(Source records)
use serde::{Deserialize, Serialize};
use slotmap::new_key_type;
use tsify_next::Tsify;

// ============================================================================
// IDs - Using slotmap for generational indices
// ============================================================================

new_key_type! {
    /// An entity type in a [`Catalog`](crate::Catalog). Keys order by
    /// insertion, which keeps every iteration over catalog entries stable.
    pub struct UnitId;
}

/// Simulation time in game loops. Waits are continuous, so ticks are fractional.
pub type Ticks = f64;

// ============================================================================
// Resources - What workers harvest
// ============================================================================

#[derive(
    Debug, Clone, Copy, PartialEq, Eq, Hash, PartialOrd, Ord, Serialize, Deserialize, Tsify,
)]
#[tsify(into_wasm_abi, from_wasm_abi)]
pub enum Resource {
    Minerals,
    Vespene,
}

impl std::fmt::Display for Resource {
    fn fmt(&self, f: &mut std::fmt::Formatter<'_>) -> std::fmt::Result {
        match self {
            Resource::Minerals => write!(f, "minerals"),
            Resource::Vespene => write!(f, "vespene"),
        }
    }
}

/// Banked resources. Only an action's cost ever lowers these.
#[derive(Debug, Clone, Copy, PartialEq, Default, Serialize, Deserialize)]
pub struct Resources {
    pub minerals: f64,
    pub vespene: f64,
}

impl Resources {
    pub fn new(minerals: f64, vespene: f64) -> Self {
        Self { minerals, vespene }
    }

    pub fn get(&self, resource: Resource) -> f64 {
        match resource {
            Resource::Minerals => self.minerals,
            Resource::Vespene => self.vespene,
        }
    }
}

/// Harvesters assigned per resource; drives the accrual rate.
#[derive(Debug, Clone, Copy, PartialEq, Eq, Default, Serialize, Deserialize)]
pub struct Workers {
    pub minerals: u32,
    pub vespene: u32,
}

impl Workers {
    pub fn new(minerals: u32, vespene: u32) -> Self {
        Self { minerals, vespene }
    }

    pub fn get(&self, resource: Resource) -> u32 {
        match resource {
            Resource::Minerals => self.minerals,
            Resource::Vespene => self.vespene,
        }
    }
}

/// Population in use and the current cap. `used <= cap <= hard cap` holds
/// for every state the planner produces.
#[derive(Debug, Clone, Copy, PartialEq, Eq, Default, Serialize, Deserialize)]
pub struct Population {
    pub used: u32,
    pub cap: u32,
}

impl Population {
    pub fn new(used: u32, cap: u32) -> Self {
        Self { used, cap }
    }

    pub fn headroom(&self) -> u32 {
        self.cap.saturating_sub(self.used)
    }
}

### Exercise directions
Each line of the data above containing the string "Copy" is to be copied.

### Solution
    Debug, Clone, Copy, PartialEq, Eq, Hash, PartialOrd, Ord, Serialize, Deserialize, Tsify,
#[derive(Debug, Clone, Copy, PartialEq, Default, Serialize, Deserialize)]
#[derive(Debug, Clone, Copy, PartialEq, Eq, Default, Serialize, Deserialize)]
#[derive(Debug, Clone, Copy, PartialEq, Eq, Default, Serialize, Deserialize)]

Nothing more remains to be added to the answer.